Unfortunately, because of the limitations, we can't make any statements regarding if the algorithm really makes a difference.  One thing is certain: we as physicians don't like anything that adds extra time to our decision making (the algorithm was eventually removed from the order entry system after physician pushback - too cumbersome).

For more reading, please see articles below:

Drescher, Chandrika, et al.  Effectiveness and Acceptability of a computerized decision support system using modified Wells criteria for evaluation of suspected pulmonary embolism.  Annals of EM.  57;6:613-21. June 2011. 

Newman, Schriger.  Rethinking testing for pulmonary embolism: Less is more. Annals of EM. 57;6;622-7.  June 2011.

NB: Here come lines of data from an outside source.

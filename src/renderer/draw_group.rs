//! 绘制组
//!
//! 记录每个角色上一次绘制的位置，每帧只交出发生变化的区域。
//! 移除的角色会在下一次刷新时清掉旧位置。

use std::collections::HashMap;

use crate::component::ActorId;
use crate::core::math::Rect;

/// 角色 id → 上一次绘制的包围盒
#[derive(Debug, Default)]
pub struct DrawGroup {
    drawn: HashMap<ActorId, Rect>,
    pending: HashMap<ActorId, Rect>,
    cleared: Vec<Rect>,
}

impl DrawGroup {
    pub fn new() -> Self {
        Self::default()
    }

    /// 登记角色本帧的包围盒
    pub fn update(&mut self, id: ActorId, rect: Rect) {
        self.pending.insert(id, rect);
    }

    /// 从绘制组中移除角色
    ///
    /// # 返回值
    ///
    /// 角色不在组内时返回 `false`
    pub fn remove(&mut self, id: ActorId) -> bool {
        let pending = self.pending.remove(&id);
        match self.drawn.remove(&id) {
            Some(rect) => {
                self.cleared.push(rect);
                true
            }
            None => pending.is_some(),
        }
    }

    pub fn contains(&self, id: ActorId) -> bool {
        self.drawn.contains_key(&id) || self.pending.contains_key(&id)
    }

    pub fn len(&self) -> usize {
        self.drawn.keys().chain(self.pending.keys().filter(|id| !self.drawn.contains_key(id))).count()
    }

    pub fn is_empty(&self) -> bool {
        self.len() == 0
    }

    /// 取出本帧需要刷新的区域
    ///
    /// 移动过的角色交出 `旧位置 ∪ 新位置`，新角色交出新位置，
    /// 被移除的角色交出旧位置。位置没变的角色不产生区域。
    pub fn changed_regions(&mut self) -> Vec<Rect> {
        let mut regions = std::mem::take(&mut self.cleared);

        for (id, rect) in self.pending.drain() {
            match self.drawn.insert(id, rect) {
                Some(old) if old == rect => {}
                Some(old) => regions.push(old.union(&rect)),
                None => regions.push(rect),
            }
        }

        regions
    }
}

#[cfg(test)]
mod tests {
    use super::*;

    #[test]
    fn test_only_changed_regions_are_reported() {
        let mut group = DrawGroup::new();
        let a = ActorId(0);
        let b = ActorId(1);

        group.update(a, Rect::new(0.0, 0.0, 10.0, 10.0));
        group.update(b, Rect::new(50.0, 50.0, 10.0, 10.0));
        assert_eq!(group.changed_regions().len(), 2);

        // a 移动，b 不动
        group.update(a, Rect::new(5.0, 0.0, 10.0, 10.0));
        group.update(b, Rect::new(50.0, 50.0, 10.0, 10.0));
        let regions = group.changed_regions();
        assert_eq!(regions, vec![Rect::new(0.0, 0.0, 15.0, 10.0)]);
    }

    #[test]
    fn test_removed_actor_clears_old_rect() {
        let mut group = DrawGroup::new();
        let id = ActorId(7);
        group.update(id, Rect::new(1.0, 2.0, 3.0, 4.0));
        group.changed_regions();

        assert!(group.remove(id));
        assert!(!group.remove(id));
        assert!(group.is_empty());
        assert_eq!(group.changed_regions(), vec![Rect::new(1.0, 2.0, 3.0, 4.0)]);
        assert!(group.changed_regions().is_empty());
    }
}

Wiener, Schwartz, Woloshin.  Time trends in pulmonary embolism in the United States - evidence of overdiagnosis.  Arch Intern Med. 171;9:831-7. May 2011.    

DIDACTIC PEARLS

Winter Retreat 2012

TOXIC ALCOHOL INGESTION

Diane Sauter, MD, FACMT

  • Always consider toxic alcohol ingestion in acidemic alcoholics along with alcoholic ketoacidosis and sepsis
  • Extremely tough diagnosis to make based on lab and clinical findings.  Think about it and treat if concerned.  

Goldfranks Toxicologic Emergencies 9th ed., 2011

 

ESOPHAGEAL FOREIGN BODY

Frank Tift, MD (EM-1)

  • Up to 80% resolve spontaneously
  • 0.5 mg dose of Glucagon may be just as effective with fewer side effects (as opposed to 1 mg)
  • May combine Glucagon with other agents, such as a benzodiazepine or an effervescent.  The latter may be more successful. 

Colon V, et al.  Effect of doses of glucagon used to treat food impaction on esophageal motor function of normal subjects.  Dysphagia.  1999 Winter; 14(1):27-30

Weant KA and Weant MP.  Safety and efficacy of glucagon for the relief of acute esophageal food impaction.  Am J Health Syst Pharm.  2012 Apr 1; 69(7):573-7

Lee J.  Effervescent agents for oesophageal food bolus impaction.  Emerg Med J.  2005; 22:123-124

 

SHOCK

Genese Lamare, MD

  • Although septic shock is by far the most common type of shock that we see in the hospital, we must stay vigilant to evaluate for other types
  • A great way to fuel your decision making is to start with a bedside ECHO - a picture of decreased vs. increased function vs right heart strain will push you in different directions.